Les héritages non désirés au cinéma pourraient bien faire partie d’un genre à part entière tant ils sous-tendent souvent la trame d’un récit, et ce, quel que soit le genre abordé. THE SENSE OF AN ENDING pourrait donc faire partie de cette longue liste à ceci prêt que le scénario (adapté d’un roman de Julian Barnes) du film est plutôt alambiqué et que l’héritage en question ne vient pas directement de la personne concernée au premier chef.
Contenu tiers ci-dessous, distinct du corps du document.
//! Workspace selection from filter expressions.
//!
//! Each expression compiles to one [`Filter`]. How several filters combine
//! is the caller's choice, expressed with [`Combine`] when resolving a
//! [`Selection`].

use std::collections::BTreeSet;
use std::fmt;

use globset::{GlobBuilder, GlobMatcher};
use tracing::debug;

use crate::error::{Error, Result};
use crate::graph::Graph;
use crate::registry::Registry;
use crate::workspace::{Workspace, WorkspaceId};

#[derive(Debug, Clone)]
enum FilterKind {
    /// Glob over the directory relative to the repository root. `None`
    /// matches the root itself.
    Directory(Option<GlobMatcher>),
    Name(GlobMatcher),
    Keyword(String),
    Private(bool),
    Published(bool),
    Dependencies,
    Dependents,
}

/// A compiled selection expression.
#[derive(Debug, Clone)]
pub struct Filter {
    expression: String,
    kind: FilterKind,
}

impl Filter {
    /// Compiles a single filter expression.
    ///
    /// # Errors
    ///
    /// Returns [`Error::InvalidFilterExpression`] if the expression matches
    /// none of the supported forms, or a glob error for a malformed pattern.
    pub fn compile(expression: &str) -> Result<Self> {
        let expr = expression.trim();
        let kind = if let Some(path) = expr.strip_prefix("./").or_else(|| expr.strip_prefix('/')) {
            let path = path.trim_matches('/');
            if path.is_empty() || path == "." {
                FilterKind::Directory(None)
            } else {
                FilterKind::Directory(Some(glob(path)?))
            }
        } else if let Some(keyword) = expr.strip_prefix('#') {
            if keyword.is_empty() {
                return Err(Error::InvalidFilterExpression(expression.to_string()));
            }
            FilterKind::Keyword(keyword.to_string())
        } else if expr.starts_with('@') {
            match expr {
                "@public" => FilterKind::Private(false),
                "@private" => FilterKind::Private(true),
                "@published" => FilterKind::Published(true),
                "@unpublished" => FilterKind::Published(false),
                "@dependency" | "@dependencies" => FilterKind::Dependencies,
                "@dependent" | "@dependents" => FilterKind::Dependents,
                _ => return Err(Error::InvalidFilterExpression(expression.to_string())),
            }
        } else if !expr.is_empty() && !expr.contains('/') {
            FilterKind::Name(glob(expr)?)
        } else {
            return Err(Error::InvalidFilterExpression(expression.to_string()));
        };

        Ok(Self {
            expression: expr.to_string(),
            kind,
        })
    }

    #[inline]
    pub fn expression(&self) -> &str {
        &self.expression
    }

    /// Whether the filter is evaluated against the current selection.
    #[inline]
    pub fn is_relational(&self) -> bool {
        matches!(self.kind, FilterKind::Dependencies | FilterKind::Dependents)
    }

    #[inline]
    pub fn needs_registry(&self) -> bool {
        matches!(self.kind, FilterKind::Published(_))
    }

    /// Tests a workspace against this filter.
    ///
    /// Relational filters consult `current`; the published filters query
    /// `registry`.
    ///
    /// # Errors
    ///
    /// Returns an error if a registry is needed but missing, or the lookup fails.
    pub async fn matches(
        &self,
        graph: &Graph,
        id: WorkspaceId,
        current: &Selection,
        registry: Option<&dyn Registry>,
    ) -> Result<bool> {
        let workspace = graph.get(id);
        match &self.kind {
            FilterKind::Directory(None) => Ok(workspace.relative_dir.as_os_str().is_empty()),
            FilterKind::Directory(Some(matcher)) => {
                Ok(!workspace.is_root && matcher.is_match(workspace.display_dir()))
            }
            FilterKind::Name(matcher) => Ok(matcher.is_match(&workspace.name)),
            FilterKind::Keyword(keyword) => Ok(workspace.keywords.iter().any(|k| k == keyword)),
            FilterKind::Private(private) => Ok(workspace.is_private == *private),
            FilterKind::Published(published) => {
                let registry = registry.ok_or_else(|| Error::Registry {
                    package: workspace.name.clone(),
                    message: format!("'{}' requires a registry", self.expression),
                })?;
                is_published(workspace, registry)
                    .await
                    .map(|state| state == Some(*published))
            }
            FilterKind::Dependencies => Ok(graph
                .links_to(id, true, None)
                .iter()
                .any(|link| current.contains(link.dependent))),
            FilterKind::Dependents => Ok(graph
                .links_from(id, true, None)
                .iter()
                .any(|link| current.contains(link.dependency))),
        }
    }
}

impl fmt::Display for Filter {
    fn fmt(&self, f: &mut fmt::Formatter<'_>) -> fmt::Result {
        f.write_str(&self.expression)
    }
}

fn glob(pattern: &str) -> Result<GlobMatcher> {
    Ok(GlobBuilder::new(pattern)
        .literal_separator(true)
        .build()?
        .compile_matcher())
}

/// `None` for workspaces without a version: they are never published.
async fn is_published(workspace: &Workspace, registry: &dyn Registry) -> Result<Option<bool>> {
    let Some(version) = workspace.version.as_deref() else {
        return Ok(None);
    };
    let found = registry.published_version(&workspace.name, version).await?;
    Ok(Some(found.as_deref() == Some(version)))
}

/// How the results of several filters are merged.
#[derive(Debug, Clone, Copy, Default, PartialEq, Eq)]
pub enum Combine {
    /// A workspace is selected if any filter matches it.
    #[default]
    Any,
    /// A workspace is selected only if every filter matches it.
    All,
}

/// The set of workspaces in scope for a run.
#[derive(Debug, Clone, Default, PartialEq, Eq)]
pub struct Selection {
    ids: BTreeSet<WorkspaceId>,
}

impl Selection {
    /// Every workspace except the repository root.
    pub fn all(graph: &Graph) -> Self {
        graph
            .workspaces()
            .filter(|(_, ws)| !ws.is_root)
            .map(|(id, _)| id)
            .collect()
    }

    /// Resolves filters into a selection.
    ///
    /// Filters are applied in order, so relational filters see the
    /// selection built by the filters before them. Without filters every
    /// non-root workspace is selected.
    ///
    /// # Errors
    ///
    /// Returns an error if a registry lookup fails.
    pub async fn resolve(
        graph: &Graph,
        filters: &[Filter],
        combine: Combine,
        registry: Option<&dyn Registry>,
    ) -> Result<Self> {
        if filters.is_empty() {
            return Ok(Self::all(graph));
        }

        let mut current = match combine {
            Combine::Any => Selection::default(),
            Combine::All => graph.ids().collect(),
        };

        for filter in filters {
            let snapshot = current.clone();
            match combine {
                Combine::Any => {
                    for id in graph.ids() {
                        if !snapshot.contains(id)
                            && filter.matches(graph, id, &snapshot, registry).await?
                        {
                            current.insert(id);
                        }
                    }
                }
                Combine::All => {
                    for id in snapshot.iter() {
                        if !filter.matches(graph, id, &snapshot, registry).await? {
                            current.remove(id);
                        }
                    }
                }
            }
            debug!(filter = %filter, selected = current.len(), "Applied filter");
        }

        Ok(current)
    }

    #[inline]
    pub fn contains(&self, id: WorkspaceId) -> bool {
        self.ids.contains(&id)
    }

    #[inline]
    pub fn insert(&mut self, id: WorkspaceId) -> bool {
        self.ids.insert(id)
    }

    #[inline]
    pub fn remove(&mut self, id: WorkspaceId) -> bool {
        self.ids.remove(&id)
    }

    #[inline]
    pub fn len(&self) -> usize {
        self.ids.len()
    }

    #[inline]
    pub fn is_empty(&self) -> bool {
        self.ids.is_empty()
    }

    pub fn iter(&self) -> impl Iterator<Item = WorkspaceId> + '_ {
        self.ids.iter().copied()
    }

    /// Selected workspaces in the graph's dependency-first order.
    pub fn ordered(&self, graph: &Graph) -> Vec<WorkspaceId> {
        graph
            .topological_order()
            .iter()
            .copied()
            .filter(|id| self.contains(*id))
            .collect()
    }
}

impl FromIterator<WorkspaceId> for Selection {
    fn from_iter<T: IntoIterator<Item = WorkspaceId>>(iter: T) -> Self {
        Self {
            ids: iter.into_iter().collect(),
        }
    }
}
Cela donne donc à l’histoire une portée plus complexe, plus riche qui nourrit parfaitement la narration des souvenirs du protagoniste principal et qui permet aussi de montrer l’importance du temps sur la distillation de ces souvenirs.

Car THE SENSE OF AN ENDING est en effet un récit de souvenirs et de l’éclairage de ceux-ci sur le présent de Tony, et comment sa famille est impactée. C’est par le sens du détail dont le réalisateur Ritesh Batra avait déjà imprégné son magnifique THE LUNCHBOX que la mise en scène parvient à réellement transcender la portée de ce qui, sans cela, aurait été juste un drame de plus.

Mais cette attention aux détails même insignifiants de la vie ne fonctionne que parce qu’elle est portée par des acteurs fins et sensibles comme Jim Broadbent (THE IRON LADY, BRIDGET JONES) ou Charlotte Rampling qui traduisent avec subtilité les moments porteurs du film.